Shot this at Farmingtonbay dike and don't now what it is??? It tasted terrible though???


----------



## utahtim (Aug 29, 2012)

looks like a bufflehead drake to me


----------



## Jrdnmoore3 (Sep 1, 2013)

utahtim said:


> looks like a bufflehead drake to me


Close but that is a drake hooded merganser I have wanted to shoot for a long time but haven't done it yet! Congrats gorgeous bird!


----------



## utahtim (Aug 29, 2012)

yeah, I see the difference now


----------



## Dweeker10 (Dec 10, 2012)

Probably tasted like turtle....... a fishy beef flavor that is a rare bird for sure you don't see hoodies to often


----------



## kev (Feb 7, 2008)

I sense a tiny bit of sarcasim here, if so, OK! Nice bird!

If not, you people seriously need to invest some time in duck ID! SERIOUSLY!!!

On the wing..... fine, everyone makes mistakes. You can't even identify, one of the single most identifiable ducks in the universe IN HAND!!!

Sorry to be a dink, but this is my biggest pet peeve. Don't shoot if you don't know what it is, period! You wouldn't go deer hunting, if you couldn't tell a beef cow from a mule deer. Pay the same respect to waterfowl!

Later,
Kev


----------



## Longgun (Sep 7, 2007)

For those seriously wondering about the species in question.

*Drake Bufflehead.*


















*Drake Hooded Merganzer*


----------



## JuniorPre 360 (Feb 22, 2012)

I would have stuck this on the wall.


----------



## Gee LeDouche (Sep 21, 2007)

I have one on my wall. mine is the only one Ive ever seen bagged first hand.


----------



## Afishnado (Sep 18, 2007)

That is very cool. I killed one when I was about 12 and I've only seen one since.


----------



## dkhntrdstn (Sep 7, 2007)

dream duck. man you just lost a good wall hanger there.


----------



## Sawbillslayer (Oct 24, 2013)

I shot three hooded mergansers two years ago and those are the only times I have seen and shot them.
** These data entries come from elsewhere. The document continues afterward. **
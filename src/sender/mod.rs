use std::time::Duration;

use serde::Serialize;
use tokio_util::task::TaskTracker;
use url::Url;

use crate::{
    common::{Error, Result},
    config::AppConfig,
    feeds::prelude::NewsItem,
};

mod markdown;

pub use markdown::format_message;

#[derive(Clone)]
pub enum Sender {
    Console(ConsoleSender),
    Telegram(TelegramSender),
    /// Bot token or chat id missing; every send fails without a request
    Unconfigured,
}

impl Sender {
    pub async fn send_message(&self, text: &str) -> Result<()> {
        match self {
            Sender::Console(sender) => sender.send_message(text).await,
            Sender::Telegram(sender) => sender.send_message(text).await,
            Sender::Unconfigured => Err(Error::Config(
                "Telegram credentials are missing, message not sent".to_string(),
            )),
        }
    }
}

pub trait MessageSender {
    async fn send_message(&self, text: &str) -> Result<()>;
}

#[derive(Clone)]
pub struct ConsoleSender {}

#[derive(Clone)]
pub struct TelegramSender {
    client: reqwest::Client,
    endpoint: Url,
    chat_id: String,
}

#[derive(Serialize)]
struct SendMessage<'a> {
    chat_id: &'a str,
    text: &'a str,
    parse_mode: &'static str,
    disable_web_page_preview: bool,
}

impl TelegramSender {
    pub fn new(config: &AppConfig) -> Result<Self> {
        let endpoint = Url::parse(&format!(
            "{}/bot{}/sendMessage",
            config.telegram_api_url.trim_end_matches('/'),
            config.bot_token
        ))?;

        Ok(Self {
            client: reqwest::Client::builder().build()?,
            endpoint,
            chat_id: config.chat_id.clone(),
        })
    }
}

impl MessageSender for TelegramSender {
    async fn send_message(&self, text: &str) -> Result<()> {
        let payload = SendMessage {
            chat_id: &self.chat_id,
            text,
            parse_mode: "Markdown",
            disable_web_page_preview: true,
        };

        let response = self
            .client
            .post(self.endpoint.clone())
            .json(&payload)
            .send()
            .await?;

        let status = response.status();
        if !status.is_success() {
            let body = response.text().await.unwrap_or_default();
            return Err(Error::Telegram {
                status: status.as_u16(),
                body,
            });
        }

        Ok(())
    }
}

impl MessageSender for ConsoleSender {
    async fn send_message(&self, text: &str) -> Result<()> {
        tracing::info!("[dry-run] {text}");
        Ok(())
    }
}

/// Fire-and-forget delivery of news items. Sends run as background tasks;
/// their outcome is only logged.
pub struct Notifier {
    sender: Sender,
    tasks: TaskTracker,
}

impl Notifier {
    #[must_use]
    pub fn new(sender: Sender) -> Self {
        Self {
            sender,
            tasks: TaskTracker::new(),
        }
    }

    /// Format the item and start sending it without waiting for the result
    pub fn dispatch(&self, item: &NewsItem) {
        let text = format_message(item);
        let title = item.clean_title();
        let sender = self.sender.clone();

        self.tasks.spawn(async move {
            match sender.send_message(&text).await {
                Ok(()) => tracing::debug!("Sent: {title}"),
                Err(e) => tracing::error!("Telegram push failed ({title}): {e}"),
            }
        });
    }

    /// Wait up to `grace` for in-flight sends. Returns false if some were
    /// still running when the time ran out.
    pub async fn wait_idle(&self, grace: Duration) -> bool {
        self.tasks.close();
        let finished = tokio::time::timeout(grace, self.tasks.wait())
            .await
            .is_ok();
        self.tasks.reopen();
        finished
    }
}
At the time I was wishing I had money to mount them.


----------



## Jrdnmoore3 (Sep 1, 2013)

After not ever seeing a hooded in person I ended up getting out one on the turpin sunday morning in the snow. It was a hen but hey its a hooded merganser right, now just have to get the illusive pintail and wood duck still havent gotten either of the two!


----------



## Clarq (Jul 21, 2011)

Jrdnmoore3 said:


> After not ever seeing a hooded in person I ended up getting out one on the turpin sunday morning in the snow. It was a hen but hey its a hooded merganser right, now just have to get the illusive pintail and wood duck still havent gotten either of the two!


I talked to some guys who got one there on Saturday morning (hen also). It looks like a few are showing up. I wouldn't mind a nice drake myself.


----------



## LostLouisianian (Oct 11, 2010)

That there bird is one of them "flying fish". Supposed to be a duck but tastes like a nasty fish....One step below "smiling mallards (aka spoonbills)"


----------



## JuniorPre 360 (Feb 22, 2012)

Saw one of these saturday at Willard. Landed just outside of the decoys. I couldn't make an ethical shot.


----------



## Lonetree (Dec 4, 2010)

http://www.lab-retriever.net/board/hunting-field-trials/7344217-duck-hunt-hooded-merganser.html


----------



## johnnycake (Jul 19, 2011)

err....huh? december 2009? curious....


----------



## Kwalk3 (Jun 21, 2012)

Lonetree said:


> http://www.lab-retriever.net/board/hunting-field-trials/7344217-duck-hunt-hooded-merganser.html


 I'm shocked!!!!! never would have guessed someone would lie about shooting a hoodie.


----------